Monday, April 25, 2011

totally neat totally sweet

I’m not so bad. I make some bad choices along the way. There are times when I stumble and there are times when I fall flat on my face. I’ve been doing it long enough to know that as long as no one gets hurt it was all in good clean fun. Long as no property gets damaged; as long as no feelings get annoyed life will be smooth sailing. I can’t do it all the time but every once in a while I can let down the wall and let you see the weird little things that I come up with in my head. I can ramble on and on for hours at a time and I realize you might want to sort through he crazy things I say. Most of the time I’m not making any sense at all. Most of the time I’m more confused by myself then you could ever be. I have a trillion thoughts going on at all times. I have the best of intentions most of the time. But a lot of the time I am selfish. I tell you the truth, the best version of the truth that will not make you still want to talk to me. I will contradict every single thing that I say. I will not remember what I have said in the hours that I finally decided to let you peek into my mind. There’s a good chance I’ll shrug it off and pretend I never said it in the first place. I’m kind of a weirdo like that.

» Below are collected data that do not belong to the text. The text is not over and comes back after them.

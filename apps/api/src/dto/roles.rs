use castellan_application::{PermissionSource, ResolvedPermission, RoleTreeNode};
use castellan_domain::Role;
use serde::{Deserialize, Serialize};
use uuid::Uuid;

use super::common::double_option;

/// Incoming payload for role creation.
#[derive(Debug, Deserialize)]
pub struct CreateRoleRequest {
    pub name: String,
    pub display_name: Option<String>,
    pub description: Option<String>,
    pub parent_id: Option<Uuid>,
    #[serde(default)]
    pub permission_ids: Vec<Uuid>,
}

/// Incoming payload for role edits. Absent fields stay unchanged; `"parent_id": null` detaches.
#[derive(Debug, Default, Deserialize)]
pub struct UpdateRoleRequest {
    pub name: Option<String>,
    pub display_name: Option<String>,
    pub description: Option<String>,
    #[serde(default, deserialize_with = "double_option")]
    pub parent_id: Option<Option<Uuid>>,
    pub permission_ids: Option<Vec<Uuid>>,
}

/// API representation of a role.
#[derive(Debug, Serialize)]
pub struct RoleResponse {
    pub role_id: String,
    pub name: String,
    pub display_name: String,
    pub description: Option<String>,
    pub parent_id: Option<String>,
    pub created_at: String,
    pub updated_at: String,
}

/// One node of the role forest.
#[derive(Debug, Serialize)]
pub struct RoleTreeNodeResponse {
    #[serde(flatten)]
    pub role: RoleResponse,
    pub level: usize,
    pub children: Vec<RoleTreeNodeResponse>,
}

/// A role permission with provenance.
#[derive(Debug, Serialize)]
pub struct ResolvedPermissionResponse {
    pub permission: String,
    pub source: &'static str,
    pub role_id: Option<String>,
    pub role_name: String,
}

impl From<Role> for RoleResponse {
    fn from(value: Role) -> Self {
        Self {
            role_id: value.id().to_string(),
            name: value.name().to_string(),
            display_name: value.display_name().to_string(),
            description: value.description().map(str::to_owned),
            parent_id: value.parent_id().map(|parent_id| parent_id.to_string()),
            created_at: value.created_at().to_rfc3339(),
            updated_at: value.updated_at().to_rfc3339(),
        }
    }
}

impl From<RoleTreeNode> for RoleTreeNodeResponse {
    fn from(value: RoleTreeNode) -> Self {
        Self {
            role: RoleResponse::from(value.role),
            level: value.level,
            children: value.children.into_iter().map(Self::from).collect(),
        }
    }
}

impl From<ResolvedPermission> for ResolvedPermissionResponse {
    fn from(value: ResolvedPermission) -> Self {
        let (source, role_id, role_name) = match value.source {
            PermissionSource::Direct { role_id, role_name } => {
                ("direct", Some(role_id.to_string()), role_name)
            }
            PermissionSource::Inherited { role_id, role_name } => {
                ("inherited", Some(role_id.to_string()), role_name)
            }
            PermissionSource::Legacy { role_name } => ("legacy", None, role_name),
        };

        Self {
            permission: value.permission,
            source,
            role_id,
            role_name,
        }
    }
}
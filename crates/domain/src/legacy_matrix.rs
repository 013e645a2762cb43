use std::collections::HashMap;

use castellan_core::AppResult;

use crate::permission::PermissionCode;

/// Base permissions granted by role name, on top of catalog assignments.
///
/// Keys are compared case-insensitively. An empty matrix disables the mechanism.
#[derive(Debug, Clone, Default, PartialEq, Eq)]
pub struct LegacyPermissionMatrix {
    entries: HashMap<String, Vec<PermissionCode>>,
}

impl LegacyPermissionMatrix {
    /// A matrix that grants nothing.
    #[must_use]
    pub fn disabled() -> Self {
        Self::default()
    }

    /// The built-in matrix for the four historical role names.
    pub fn standard() -> AppResult<Self> {
        Self::disabled()
            .with_role("super_admin", &["*:*"])?
            .with_role(
                "admin",
                &[
                    "user:*",
                    "department:*",
                    "role:*",
                    "permission:read",
                    "permission:list",
                    "audit:read",
                    "report:*",
                ],
            )?
            .with_role(
                "manager",
                &[
                    "user:read",
                    "user:list",
                    "department:read",
                    "department:list",
                    "report:read",
                    "report:export",
                    "inventory:*",
                    "project:*",
                ],
            )?
            .with_role(
                "employee",
                &[
                    "user:read",
                    "department:read",
                    "inventory:read",
                    "project:read",
                ],
            )
    }

    /// Adds or replaces the entry for a role name.
    pub fn with_role(mut self, role_name: &str, permissions: &[&str]) -> AppResult<Self> {
        let codes = permissions
            .iter()
            .map(|permission| PermissionCode::parse(permission))
            .collect::<AppResult<Vec<_>>>()?;
        self.entries.insert(role_name.trim().to_lowercase(), codes);
        Ok(self)
    }

    /// Returns whether any entry is configured.
    #[must_use]
    pub fn is_enabled(&self) -> bool {
        !self.entries.is_empty()
    }

    /// Base permissions for a role name.
    #[must_use]
    pub fn permissions_for(&self, role_name: &str) -> &[PermissionCode] {
        self.entries
            .get(&role_name.trim().to_lowercase())
            .map_or(&[] as &[PermissionCode], Vec::as_slice)
    }
}

#[cfg(test)]
mod tests {
    use super::LegacyPermissionMatrix;

    #[test]
    fn lookup_ignores_case() {
        let matrix = LegacyPermissionMatrix::standard().unwrap_or_default();
        let codes: Vec<String> = matrix
            .permissions_for("Manager")
            .iter()
            .map(ToString::to_string)
            .collect();
        assert!(codes.contains(&"inventory:*".to_owned()));
        assert_eq!(
            matrix
                .permissions_for("SUPER_ADMIN")
                .iter()
                .map(ToString::to_string)
                .collect::<Vec<_>>(),
            vec!["*:*".to_owned()]
        );
    }

    #[test]
    fn disabled_matrix_grants_nothing() {
        let matrix = LegacyPermissionMatrix::disabled();
        assert!(!matrix.is_enabled());
        assert!(matrix.permissions_for("admin").is_empty());
    }

    #[test]
    fn invalid_entry_is_rejected() {
        assert!(
            LegacyPermissionMatrix::disabled()
                .with_role("auditor", &["audit:peek"])
                .is_err()
        );
    }
}
//! Process-local implementation of every storage port.
//!
//! Tree mutations and grant inserts run under a single write lock, so the check-then-write
//! sequences are atomic. Lock order is catalog, then users, then grants.

use std::collections::{HashMap, HashSet};

use castellan_application::{AuditEvent, UserAccount};
use castellan_domain::{
    PermissionDefinition, PermissionId, RevocationMarker, Role, RoleHierarchy, RoleId, UserId,
    UserRoleGrant, UserScope,
};
use tokio::sync::RwLock;

mod catalog;
mod grants;
mod sessions;
mod users;

#[derive(Debug, Default)]
struct RoleCatalog {
    roles: HashMap<RoleId, Role>,
    permissions: HashMap<PermissionId, PermissionDefinition>,
    links: HashSet<(RoleId, PermissionId)>,
}

impl RoleCatalog {
    fn hierarchy(&self) -> RoleHierarchy {
        RoleHierarchy::from_roles(self.roles.values())
    }
}

/// In-memory access store used for development and engine tests.
#[derive(Debug, Default)]
pub struct InMemoryAccessStore {
    catalog: RwLock<RoleCatalog>,
    users: RwLock<HashMap<UserId, UserAccount>>,
    grants: RwLock<Vec<UserRoleGrant>>,
    scopes: RwLock<HashMap<UserId, Vec<UserScope>>>,
    markers: RwLock<Vec<RevocationMarker>>,
    audit_events: RwLock<Vec<AuditEvent>>,
}

impl InMemoryAccessStore {
    /// Creates an empty store.
    #[must_use]
    pub fn new() -> Self {
        Self::default()
    }

    /// Returns a copy of the audit trail, oldest first.
    pub async fn audit_events(&self) -> Vec<AuditEvent> {
        self.audit_events.read().await.clone()
    }
}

But I found someone who listens to it all. Someone who doesn’t just discard it all as bullshit. Someone who calls me to the table, someone who understands that sometimes I‘m just saying things to hear what they sound like out loud. Someone who challenges me to be a better version of the person I am now. As I said I’m not so bad but there is definitely room for improvement, spring is here kids. I’m in love with a woman that kicks my ass. I try to keep the mush out of here because I could tell her all of this but sometimes I just need to say it. She’s an awesome chick. There are a lot of cool things in my future. There are some obstacles in our way but I’m positive we will reach them. I just have to be patient and realize there is someone on my team I can talk to.
She’s my wife. I apologize but I think that this is going to be a cheesy week worth of annoyance if things move smoothly all week.
Workday is almost over. Monday takes no prisoners. All business all the time.